注意 過去に掲載されたトピックスは時間が経過し、現下と異なる点もございますのでご了承下さい。

里山・里池の復権を

 都会に住む人々にとって、「緑」は年々縁遠いものになってきています。一方、中山間地域などでは、過疎化が進んで鎮守の杜をはじめ田んぼや畑までがクズや竹に覆われているところもあります。

 人間は、自然を利用して生活圏を作り上げてきました。自然の方も、私たちの生活の営みとの関わりから、人間と共生できる植物の生育する場所が中間帯にできあがってきました。
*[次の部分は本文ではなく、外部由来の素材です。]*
//! Position lock.

use guide_math::{compose_rigid, constrain_to_upright, decompose_rigid};
use guide_types::{RigidPose, SessionState};
use tracing::{debug, info};

use crate::context::{LockedTransform, SessionContext};
use crate::error::{Result, SessionError};
use crate::scene::ModelParent;

/// Result of a lock request.
#[derive(Debug, Clone, Copy, PartialEq)]
pub enum LockOutcome {
    /// The pose was frozen.
    Locked(LockedTransform),
    /// The session was already locked; nothing changed.
    AlreadyLocked,
}

/// Freeze the model's current world pose under a static anchor.
///
/// The world rotation is passed through the upright constraint once and
/// recombined with the world translation. The model then gets an identity
/// local pose under a static anchor at that transform, so anchor updates no
/// longer reach it. Gizmos and the per-frame refresh start here.
///
/// # Errors
///
/// Returns [`SessionError::CommandRejected`] outside `Tracking`, and
/// [`SessionError::NoTrackedModel`] if nothing has been placed.
pub fn lock_position(ctx: &mut SessionContext) -> Result<LockOutcome> {
    if ctx.state.is_locked() {
        debug!(state = %ctx.state, "Lock requested while already locked");
        return Ok(LockOutcome::AlreadyLocked);
    }
    if ctx.state != SessionState::Tracking {
        return Err(SessionError::rejected("lock", ctx.state));
    }
    let model = ctx.model.as_mut().ok_or(SessionError::NoTrackedModel)?;

    let source_anchor = match model.parent() {
        ModelParent::Tracking { anchor, .. } => Some(*anchor),
        ModelParent::Static { .. } => None,
    };
    let (translation, rotation) = decompose_rigid(&model.world_pose().to_matrix());
    let frozen = RigidPose::from_matrix(&compose_rigid(
        &translation,
        &constrain_to_upright(&rotation),
    ));
    model.reparent_static(frozen);

    let locked = LockedTransform {
        pose: frozen,
        source_anchor,
    };
    ctx.locked = Some(locked);
    ctx.gizmos.set_enabled(true);
    ctx.refresh.start();
    ctx.refresh_gizmos();

    info!(
        x = frozen.translation.x,
        y = frozen.translation.y,
        z = frozen.translation.z,
        "Model position locked"
    );
    ctx.set_state(SessionState::Locked, "position locked");
    Ok(LockOutcome::Locked(locked))
}
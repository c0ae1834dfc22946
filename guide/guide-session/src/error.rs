//! Error types for guide sessions.

use guide_types::SessionState;
use thiserror::Error;

/// Errors raised by session activation and user commands.
///
/// Configuration errors abort activation; no partially configured session
/// exists. Rejected commands leave the session unchanged.
#[derive(Debug, Error)]
pub enum SessionError {
    /// A configuration value is out of range.
    #[error("invalid configuration: {reason}")]
    InvalidConfig {
        /// Description of the offending value.
        reason: String,
    },

    /// Configuration JSON could not be parsed.
    #[error("configuration parse error: {0}")]
    ConfigParse(#[from] serde_json::Error),

    /// No reference object was configured for detection.
    #[error("missing reference object name")]
    MissingReferenceObject,

    /// The loaded model asset is not the one the fragment group expects.
    #[error("model asset {asset:?} does not match fragment group model {expected:?}")]
    ModelMismatch {
        /// Name of the supplied asset.
        asset: String,
        /// Model name required by the group.
        expected: String,
    },

    /// Model bounds are empty or not finite.
    #[error("model bounds for {model:?} are degenerate")]
    InvalidModelBounds {
        /// Name of the model.
        model: String,
    },

    /// A user command is not permitted in the current state.
    #[error("cannot {action} while session is {state}")]
    CommandRejected {
        /// The rejected action.
        action: &'static str,
        /// State at the time of the request.
        state: SessionState,
    },

    /// Lock was requested before any model was placed.
    #[error("no tracked model to lock")]
    NoTrackedModel,
}

impl SessionError {
    /// Creates an invalid configuration error.
    #[must_use]
    pub fn invalid_config(reason: impl Into<String>) -> Self {
        Self::InvalidConfig {
            reason: reason.into(),
        }
    }

    /// Creates a rejected command error.
    #[must_use]
    pub const fn rejected(action: &'static str, state: SessionState) -> Self {
        Self::CommandRejected { action, state }
    }

    /// True for configuration errors raised during activation.
    #[must_use]
    pub const fn is_configuration(&self) -> bool {
        matches!(
            self,
            Self::InvalidConfig { .. }
                | Self::ConfigParse(_)
                | Self::MissingReferenceObject
                | Self::ModelMismatch { .. }
                | Self::InvalidModelBounds { .. }
        )
    }
}

/// Result type for session operations.
pub type Result<T> = std::result::Result<T, SessionError>;

#[cfg(test)]
#[allow(clippy::unwrap_used, clippy::expect_used)]
mod tests {
    use super::*;

    #[test]
    fn error_invalid_config() {
        let err = SessionError::invalid_config("vertical_sensitivity must be positive");
        assert!(err.to_string().contains("invalid configuration"));
        assert!(err.is_configuration());
    }

    #[test]
    fn error_rejected() {
        let err = SessionError::rejected("lock", SessionState::Searching);
        assert_eq!(err.to_string(), "cannot lock while session is searching");
        assert!(!err.is_configuration());
    }

    #[test]
    fn error_model_mismatch() {
        let err = SessionError::ModelMismatch {
            asset: "a".to_owned(),
            expected: "b".to_owned(),
        };
        assert!(err.to_string().contains("does not match"));
        assert!(err.is_configuration());
    }
}
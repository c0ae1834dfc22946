//! Session configuration.
//!
//! Every tunable constant of the tracking, locking and gizmo code lives in
//! [`GuideConfig`]. Values are in meters, radians and pointer units.

use guide_layout::MarkerParams;
use serde::{Deserialize, Serialize};

use crate::error::{Result, SessionError};

/// Configuration for a guide session.
#[derive(Debug, Clone, PartialEq, Serialize, Deserialize)]
#[serde(default)]
pub struct GuideConfig {
    /// Vertical translation per horizontal pointer unit (meters).
    pub vertical_sensitivity: f64,
    /// Rotation per horizontal pointer unit (radians). Applied negated.
    pub rotation_sensitivity: f64,
    /// Height of the vertical handle above the model's bounds center (meters).
    pub vertical_gizmo_offset: f64,
    /// Ring radius as a fraction of the larger of the model's Y/Z extents.
    pub ring_radius_factor: f64,
    /// How far the model sinks into the anchor's top when seated (meters).
    pub seat_clearance: f64,
    /// Gap between the model ends and the axis indicators (meters).
    pub indicator_gap: f64,
    /// Model opacity while tracking or locked.
    pub tracking_opacity: f64,
    /// Model opacity once markers are applied.
    pub execution_opacity: f64,
    /// Cutting-plane marker size.
    pub marker: MarkerParams,
    /// Tolerance for the fragment length check (meters).
    pub fragment_length_tolerance: f64,
}

impl Default for GuideConfig {
    fn default() -> Self {
        Self {
            vertical_sensitivity: 0.0005,
            rotation_sensitivity: 0.01,
            vertical_gizmo_offset: 0.05,
            ring_radius_factor: 0.25,
            seat_clearance: 0.01,
            indicator_gap: 0.005,
            tracking_opacity: 0.95,
            execution_opacity: 0.7,
            marker: MarkerParams::default(),
            fragment_length_tolerance: 1e-4,
        }
    }
}

impl GuideConfig {
    /// Lower sensitivities for millimeter-level adjustment.
    #[must_use]
    pub fn fine() -> Self {
        Self {
            vertical_sensitivity: 0.0002,
            rotation_sensitivity: 0.004,
            ..Default::default()
        }
    }

    /// Parse and validate a JSON configuration. Missing fields take defaults.
    ///
    /// # Errors
    ///
    /// Returns an error if the JSON is malformed or fails [`validate`](Self::validate).
    pub fn from_json_str(json: &str) -> Result<Self> {
        let config: Self = serde_json::from_str(json)?;
        config.validate()?;
        Ok(config)
    }

    /// Check that every value is finite and in range.
    ///
    /// # Errors
    ///
    /// Returns [`SessionError::InvalidConfig`] naming the first bad field.
    pub fn validate(&self) -> Result<()> {
        let positive = [
            ("vertical_sensitivity", self.vertical_sensitivity),
            ("rotation_sensitivity", self.rotation_sensitivity),
            ("ring_radius_factor", self.ring_radius_factor),
            ("marker.size", self.marker.size),
            ("marker.thickness", self.marker.thickness),
        ];
        for (name, value) in positive {
            if !(value.is_finite() && value > 0.0) {
                return Err(SessionError::invalid_config(format!(
                    "{name} must be positive and finite, got {value}"
                )));
            }
        }

        let non_negative = [
            ("vertical_gizmo_offset", self.vertical_gizmo_offset),
            ("seat_clearance", self.seat_clearance),
            ("indicator_gap", self.indicator_gap),
            ("fragment_length_tolerance", self.fragment_length_tolerance),
        ];
        for (name, value) in non_negative {
            if !(value.is_finite() && value >= 0.0) {
                return Err(SessionError::invalid_config(format!(
                    "{name} must be non-negative and finite, got {value}"
                )));
            }
        }

        for (name, value) in [
            ("tracking_opacity", self.tracking_opacity),
            ("execution_opacity", self.execution_opacity),
        ] {
            if !(0.0..=1.0).contains(&value) {
                return Err(SessionError::invalid_config(format!(
                    "{name} must be in [0, 1], got {value}"
                )));
            }
        }

        Ok(())
    }
}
 この部分が山際や丘陵地ですと「里山」となりますし、奈良盆地のような平場には生活に密着した「ため池」があり、これを囲む堤や水路全体が「里池」となります。

 このような場所では、草刈りや水路補修が毎年定期的に繰り返され、草花もそういう環境に適したものが茂るようになってきます。これの代表的なものとしては、ササユリ、オグルマ、オカトラノオ、アサザ、ススキ、リンドウ、ナデシコなど私たちが身近で親しんでいる花達が名を連ねています。
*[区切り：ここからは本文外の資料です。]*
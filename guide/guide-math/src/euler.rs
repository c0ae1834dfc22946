//! Euler angle conversion.

use nalgebra::{UnitQuaternion, Vector3};

/// Euler angles in radians.
///
/// `roll` rotates about X, `pitch` about Y and `yaw` about Z. The matching
/// quaternion is `Rz(yaw) * Ry(pitch) * Rx(roll)`.
#[derive(Debug, Clone, Copy, PartialEq, Default)]
pub struct EulerAngles {
    /// Rotation about the X axis.
    pub roll: f64,
    /// Rotation about the Y axis, in `[-pi/2, pi/2]`.
    pub pitch: f64,
    /// Rotation about the Z axis.
    pub yaw: f64,
}

impl EulerAngles {
    /// Create Euler angles from radians.
    #[must_use]
    pub const fn new(roll: f64, pitch: f64, yaw: f64) -> Self {
        Self { roll, pitch, yaw }
    }

    /// Create Euler angles from degrees.
    #[must_use]
    pub fn from_degrees(x_deg: f64, y_deg: f64, z_deg: f64) -> Self {
        Self {
            roll: x_deg.to_radians(),
            pitch: y_deg.to_radians(),
            yaw: z_deg.to_radians(),
        }
    }

    /// Angles as `(x, y, z)` degrees.
    #[must_use]
    pub fn to_degrees(&self) -> (f64, f64, f64) {
        (
            self.roll.to_degrees(),
            self.pitch.to_degrees(),
            self.yaw.to_degrees(),
        )
    }

    /// Compose the per-axis rotations as `z * y * x`.
    #[must_use]
    pub fn to_quaternion(&self) -> UnitQuaternion<f64> {
        let x = UnitQuaternion::from_axis_angle(&Vector3::x_axis(), self.roll);
        let y = UnitQuaternion::from_axis_angle(&Vector3::y_axis(), self.pitch);
        let z = UnitQuaternion::from_axis_angle(&Vector3::z_axis(), self.yaw);
        z * y * x
    }

    /// True if every angle is finite.
    #[must_use]
    pub fn is_finite(&self) -> bool {
        self.roll.is_finite() && self.pitch.is_finite() && self.yaw.is_finite()
    }
}

/// Build a quaternion from Euler angles in degrees.
///
/// The composition order is `z * y * x`, matching the tool that authored the
/// slice-rotation data. Every stored fragment angle depends on this order.
///
/// # Example
///
/// ```
/// use guide_math::euler_to_quaternion;
/// use nalgebra::Vector3;
///
/// let q = euler_to_quaternion(0.0, 90.0, 0.0);
/// let v = q * Vector3::x();
/// assert!((v - Vector3::new(0.0, 0.0, -1.0)).norm() < 1e-12);
/// ```
#[must_use]
pub fn euler_to_quaternion(x_deg: f64, y_deg: f64, z_deg: f64) -> UnitQuaternion<f64> {
    EulerAngles::from_degrees(x_deg, y_deg, z_deg).to_quaternion()
}

/// Extract `(roll, pitch, yaw)` from a quaternion.
///
/// Pitch saturates at `±pi/2` when `|sin(pitch)| >= 1`, so the result is never
/// `NaN` for a unit quaternion, including at gimbal lock.
#[must_use]
#[allow(clippy::many_single_char_names)]
// Single-char names: standard quaternion component notation
pub fn quaternion_to_euler(q: &UnitQuaternion<f64>) -> EulerAngles {
    let w = q.scalar();
    let v = q.imag();
    let (x, y, z) = (v.x, v.y, v.z);

    let sinr_cosp = 2.0 * (w * x + y * z);
    let cosr_cosp = 1.0 - 2.0 * (x * x + y * y);
    let roll = sinr_cosp.atan2(cosr_cosp);

    let sinp = 2.0 * (w * y - z * x);
    let pitch = if sinp.abs() >= 1.0 {
        std::f64::consts::FRAC_PI_2.copysign(sinp)
    } else {
        sinp.asin()
    };

    let siny_cosp = 2.0 * (w * z + x * y);
    let cosy_cosp = 1.0 - 2.0 * (y * y + z * z);
    let yaw = siny_cosp.atan2(cosy_cosp);

    EulerAngles { roll, pitch, yaw }
}

/// Remove the twist about the device-forward (Z) axis.
///
/// Decomposes `q`, zeroes the yaw component and re-encodes with the same
/// `z * y * x` order. Applying it twice gives the same result as once.
#[must_use]
pub fn constrain_to_upright(q: &UnitQuaternion<f64>) -> UnitQuaternion<f64> {
    let euler = quaternion_to_euler(q);
    EulerAngles::new(euler.roll, euler.pitch, 0.0).to_quaternion()
}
 話は変わりますが、みなさんは「茶花」と言う言葉をご存知でしょうか。

 飲むお茶の木の花ではなくて、お茶会の席を飾る花のことです。この時の花は、まさしく先に述べたような里の野山に咲くものを使うことが原則になっています。つまり茶会の時には非日常の豪華な花ではなく、身近な野の花を飾って、さりげなく「わび・さび」の季節感溢れる日常が演出されています。これは、日本人と自然との細やかな交流から生まれた、素晴らしい習俗と言えるでしょう。

 今、生活習慣が変化して里山や里池は、かつてのような生活に密着した場としての機能が低下し、荒れ始めてきているところも見受けられます。このような場所を復元し、地域興しのポイントにしたり、教育の場に活用しようとする試みがなされ始めました。いろいろなところでNPO組織も立ち上がり、シンポジューム等も多数企画されています。
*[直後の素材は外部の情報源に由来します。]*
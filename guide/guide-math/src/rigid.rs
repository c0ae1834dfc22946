//! Rigid transform construction and decomposition.

use nalgebra::{Matrix3, Matrix4, Rotation3, Unit, UnitQuaternion, Vector3};

/// Homogeneous translation matrix.
#[must_use]
pub fn translation_matrix(translation: &Vector3<f64>) -> Matrix4<f64> {
    Matrix4::new_translation(translation)
}

/// Homogeneous rotation matrix for a unit quaternion.
#[must_use]
pub fn rotation_matrix(rotation: &UnitQuaternion<f64>) -> Matrix4<f64> {
    rotation.to_homogeneous()
}

/// Place a frame in world space: `T(translation) * R(rotation)`.
///
/// # Example
///
/// ```
/// use guide_math::compose_rigid;
/// use nalgebra::{UnitQuaternion, Vector3, Vector4};
///
/// let m = compose_rigid(&Vector3::new(1.0, 2.0, 3.0), &UnitQuaternion::identity());
/// let p = m * Vector4::new(0.0, 0.0, 0.0, 1.0);
/// assert_eq!(p, Vector4::new(1.0, 2.0, 3.0, 1.0));
/// ```
#[must_use]
pub fn compose_rigid(translation: &Vector3<f64>, rotation: &UnitQuaternion<f64>) -> Matrix4<f64> {
    translation_matrix(translation) * rotation_matrix(rotation)
}

/// Split a rigid homogeneous matrix into translation and rotation.
///
/// The upper 3x3 block must be a proper rotation. Scale or shear is not
/// removed and yields a meaningless rotation; only small numerical drift is
/// absorbed by normalizing the result.
#[must_use]
pub fn decompose_rigid(matrix: &Matrix4<f64>) -> (Vector3<f64>, UnitQuaternion<f64>) {
    let translation = Vector3::new(matrix[(0, 3)], matrix[(1, 3)], matrix[(2, 3)]);
    let block: Matrix3<f64> = matrix.fixed_view::<3, 3>(0, 0).into_owned();
    let rotation =
        UnitQuaternion::from_rotation_matrix(&Rotation3::from_matrix_unchecked(block));
    (translation, UnitQuaternion::new_normalize(rotation.into_inner()))
}

/// Rotate a vector with the double-cross-product identity.
///
/// `v' = v + 2 * (w * (u x v) + u x (u x v))` where `u` is the vector part.
#[must_use]
pub fn rotate_vector(q: &UnitQuaternion<f64>, v: &Vector3<f64>) -> Vector3<f64> {
    let u = q.imag();
    let w = q.scalar();
    let cross1 = u.cross(v);
    let cross2 = u.cross(&cross1);
    v + 2.0 * (w * cross1 + cross2)
}

/// Rotation of `angle` radians about `axis`.
///
/// The axis is normalized; a zero-length axis gives the identity.
#[must_use]
pub fn axis_angle(axis: &Vector3<f64>, angle: f64) -> UnitQuaternion<f64> {
    Unit::try_new(*axis, f64::EPSILON).map_or_else(UnitQuaternion::identity, |axis| {
        UnitQuaternion::from_axis_angle(&axis, angle)
    })
}
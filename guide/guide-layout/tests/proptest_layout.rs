//! Property-based tests for marker layout.
//!
//! Run with: cargo test -p guide-layout -- proptest

use guide_layout::{MarkerParams, layout_fragment, layout_group, leftmost_point};
use guide_types::{Fragment, FragmentGroup, FragmentSlice, LocalBounds, PrincipalAxis};
use nalgebra::Vector3;
use proptest::prelude::*;

// =============================================================================
// Strategies
// =============================================================================

fn arb_bounds() -> impl Strategy<Value = LocalBounds> {
    (
        prop::array::uniform3(-0.5..0.5f64),
        prop::array::uniform3(0.001..0.3f64),
    )
        .prop_map(|([cx, cy, cz], [hx, hy, hz])| {
            LocalBounds::new(Vector3::new(cx, cy, cz), Vector3::new(hx, hy, hz))
        })
}

fn arb_axis() -> impl Strategy<Value = PrincipalAxis> {
    prop_oneof![
        Just(PrincipalAxis::X),
        Just(PrincipalAxis::Y),
        Just(PrincipalAxis::Z),
    ]
}

fn arb_slice() -> impl Strategy<Value = FragmentSlice> {
    (0.0..0.4f64, -180.0..180.0f64, -180.0..180.0f64, -180.0..180.0f64)
        .prop_map(|(d, x, y, z)| FragmentSlice::new(d, x, y, z))
}

fn arb_fragment() -> impl Strategy<Value = Fragment> {
    (arb_slice(), arb_slice()).prop_map(|(a, b)| {
        let (start, end) = if a.distance_from_left_anchor <= b.distance_from_left_anchor {
            (a, b)
        } else {
            (b, a)
        };
        let length = end.distance_from_left_anchor - start.distance_from_left_anchor;
        Fragment::new(start, end, length)
    })
}

fn arb_group() -> impl Strategy<Value = FragmentGroup> {
    (arb_axis(), prop::collection::vec(arb_fragment(), 0..10)).prop_map(|(axis, fragments)| {
        FragmentGroup {
            name: "generated".to_owned(),
            description: String::new(),
            model_name: "model".to_owned(),
            principal_axis: axis,
            fragments,
        }
    })
}

// =============================================================================
// Properties
// =============================================================================

proptest! {
    #[test]
    fn proptest_layout_is_bit_identical(bounds in arb_bounds(), group in arb_group()) {
        let params = MarkerParams::default();
        let a = layout_group(&bounds, &group, &params);
        let b = layout_group(&bounds, &group, &params);
        prop_assert_eq!(a.len(), group.fragments.len() * 2);
        prop_assert_eq!(a, b);
    }

    #[test]
    fn proptest_markers_lie_on_principal_axis(
        bounds in arb_bounds(),
        axis in arb_axis(),
        fragment in arb_fragment(),
    ) {
        let origin = leftmost_point(&bounds, axis);
        for (pose, slice) in layout_fragment(&bounds, axis, &fragment)
            .iter()
            .zip(fragment.slices())
        {
            let offset = pose.translation - origin;
            let along = offset.dot(&axis.unit_vector());
            prop_assert!((along - slice.distance_from_left_anchor).abs() < 1e-12);
            prop_assert!((offset - axis.unit_vector() * along).norm() < 1e-12);
            prop_assert!((pose.rotation.quaternion().norm() - 1.0).abs() < 1e-12);
        }
    }
}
 もう一度、自然との関わりについて考えてみませんか。案外、身近なところに我々の感性を豊かにしてくれるものが、まだまだあるのではないでしょうか。
里山・里池を彩ってくれるカワラナデシコ
カワラナデシコは、初夏から秋まで長期にわたって見られる代表的な山野草です。
日本女性の美しさを代表する「大和撫子」の言葉にも取り入れられているように、里山・里池(堤)を彩ってくれるきれいな花です。